April 6th, 2009 at 6:55 pm
You mischaracterize the demise of First’s Classics Illustrated line. It lasted somewhat over a year (I forget how long) and at one point was doing so well the company officially changed its name to Classics Illustrated. Comic shops were irrelevant to its sales; First had cut a deal with Berkley Books to distribute the line, and Berkley did a phenomenal sales job, putting display cases (known as dumps) in bookstores all over the country, where sell-through was also phenomenal. The new Classics comics were ridiculously successful, though since they were largely sold outside the comics market and the comics distribution change the sales figures weren’t included among standard comics sales figures, so as far as Capital and Diamond were concerned the line was a bust. What killed Classics was Berkley’s insistence that the company print up gobs and gobs of copies, all distributed on a returnable basis, which is common policy for book publishing and book distribution. While CIs were being placed in their point-of-purchase dumps and being pushed, they did fantastically. As soon as Berkley moved on to other promotions, CI titles were almost immediately marginalized in bookstores, hidden away on shelves (bookstores had no idea what to classify such a product as for standard shelving; many didn’t think it was right to stock, say, a comics adaptation of The Count Of Monte Cristo next to the prose version so CIs would commonly be lost in the humor section, graphic novel sections being unknown then) and generally put out of sight of the audiences previously buying them. Since First/CI had drastically increased the CI output on the basis of those first eight measured months of releases, it wasn’t long, since Berkley had demanded substantial print runs, before First drowned in returns they has no financial capacity to absorb. Even at that point sales would have been respectable for a direct market that printed to order and had few returns, while revenues from the line took months to make their way down the chain into First’s hands. Publishing for the book market is a tricky business, and it’s easy to be done in by your cash flow. First and Classics Illustrated were, despite a strong start. But sales in comics shops didn’t enter into it.

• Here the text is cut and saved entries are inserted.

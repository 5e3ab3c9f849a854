//! Unified error handling with Sentry integration.
//!
//! Provides a unified `AppError` type that captures errors to Sentry before
//! responding to the client. All route handlers return `Result<T, AppError>`.

use axum::{
    Json,
    http::StatusCode,
    response::{IntoResponse, Response},
};
use serde_json::json;
use thiserror::Error;

use crate::db::RepositoryError;
use crate::services::assets::AssetError;
use crate::services::auth::AuthError;

/// Application-level error type for the admin tool.
#[derive(Debug, Error)]
pub enum AppError {
    /// Database operation failed.
    #[error("Database error: {0}")]
    Database(#[from] RepositoryError),

    /// Authentication operation failed.
    #[error("Auth error: {0}")]
    Auth(#[from] AuthError),

    /// Asset CDN operation failed.
    #[error("Asset error: {0}")]
    Assets(#[from] AssetError),

    /// Resource not found.
    #[error("Not found: {0}")]
    NotFound(String),

    /// Bad request from client.
    #[error("Bad request: {0}")]
    BadRequest(String),

    /// Internal server error.
    #[error("Internal error: {0}")]
    Internal(String),
}

impl IntoResponse for AppError {
    fn into_response(self) -> Response {
        // Capture server errors to Sentry
        if matches!(
            self,
            Self::Database(_)
                | Self::Internal(_)
                | Self::Assets(AssetError::Http(_) | AssetError::Cdn(_))
                | Self::Auth(AuthError::Repository(_))
        ) {
            let event_id = sentry::capture_error(&self);
            tracing::error!(
                error = %self,
                sentry_event_id = %event_id,
                "Request error"
            );
        }

        let status = match &self {
            Self::Database(_) | Self::Internal(_) => StatusCode::INTERNAL_SERVER_ERROR,
            Self::Auth(err) => match err {
                AuthError::InvalidCredentials => StatusCode::UNAUTHORIZED,
                AuthError::Repository(_) => StatusCode::INTERNAL_SERVER_ERROR,
            },
            Self::Assets(err) => match err {
                AssetError::MissingFile
                | AssetError::MissingFileName
                | AssetError::InvalidBase64 => StatusCode::BAD_REQUEST,
                AssetError::Http(_) | AssetError::Cdn(_) => StatusCode::BAD_GATEWAY,
            },
            Self::NotFound(_) => StatusCode::NOT_FOUND,
            Self::BadRequest(_) => StatusCode::BAD_REQUEST,
        };

        // Don't expose internal error details to clients
        let message = match &self {
            Self::Database(_) | Self::Internal(_) => "Internal server error".to_owned(),
            Self::Auth(err) => match err {
                AuthError::InvalidCredentials => "Invalid credentials".to_owned(),
                AuthError::Repository(_) => "Internal server error".to_owned(),
            },
            Self::Assets(err) => match err {
                AssetError::MissingFile | AssetError::MissingFileName => {
                    "Missing file or fileName".to_owned()
                }
                AssetError::InvalidBase64 => err.to_string(),
                AssetError::Http(_) | AssetError::Cdn(_) => "External service error".to_owned(),
            },
            Self::NotFound(msg) | Self::BadRequest(msg) => msg.clone(),
        };

        (status, Json(json!({ "message": message }))).into_response()
    }
}

/// Result type alias for `AppError`.
pub type Result<T> = std::result::Result<T, AppError>;

#[cfg(test)]
mod tests {
    use super::*;

    fn get_status(err: AppError) -> StatusCode {
        err.into_response().status()
    }

    #[test]
    fn missing_upload_fields_are_client_errors() {
        assert_eq!(
            get_status(AppError::Assets(AssetError::MissingFile)),
            StatusCode::BAD_REQUEST
        );
        assert_eq!(
            get_status(AppError::Assets(AssetError::MissingFileName)),
            StatusCode::BAD_REQUEST
        );
    }

    #[test]
    fn cdn_failures_surface_as_bad_gateway() {
        assert_eq!(
            get_status(AppError::Assets(AssetError::Cdn(500))),
            StatusCode::BAD_GATEWAY
        );
    }

    #[test]
    fn admin_login_failure_is_unauthorized() {
        assert_eq!(
            get_status(AppError::Auth(AuthError::InvalidCredentials)),
            StatusCode::UNAUTHORIZED
        );
    }
}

April 7th, 2009 at 1:01 am
A number of the First CI issues are being reprinted right now by Papercutz (along with some volumes of I think all-new material). They’ve done Gahan Wilson’s Edgar Allan Poe book and one of the Rick Geary ones (Great Expectations?), and have Steven Grant and Tom Mandrake’s Hamlet on deck (in case Mr. Grant didn’t know…).
And I assume that Moby Dick book by Bill Sienkiewicz and Dan Chichester coming out from Image is a reprint of the the First CI one…
April 8th, 2009 at 12:50 am
No, no one mentioned Hamlet to me, thanks. I hope they have the addresses to send the royalty checks to…
April 9th, 2009 at 4:17 am
Steven,
http://www.papercutz.com/class.....home2.html
Man, I’d forgotten how gorgeous Tom Mandrake’s art was in that, maybe second only to the better issues of THE SPECTRE he did.
I remember reading somewhere that the publisher said Geary was getting something for the reprint of his work, but I don’t know if that was just because he has an on-going relationship with the parent publisher NBM (not being privy to the wording of the contract, which you obviously are).
February 25th, 2010 at 6:41 pm
I used to collect these religiously, as a kid. It was a fantastic series and much prized. I have steadily been collecting them again on eBay as heirlooms for my grandchildren. Now, I’ll just buy the modern versions.
As a result of my passion for C.I. I became something of a quiz kid, in the literature section!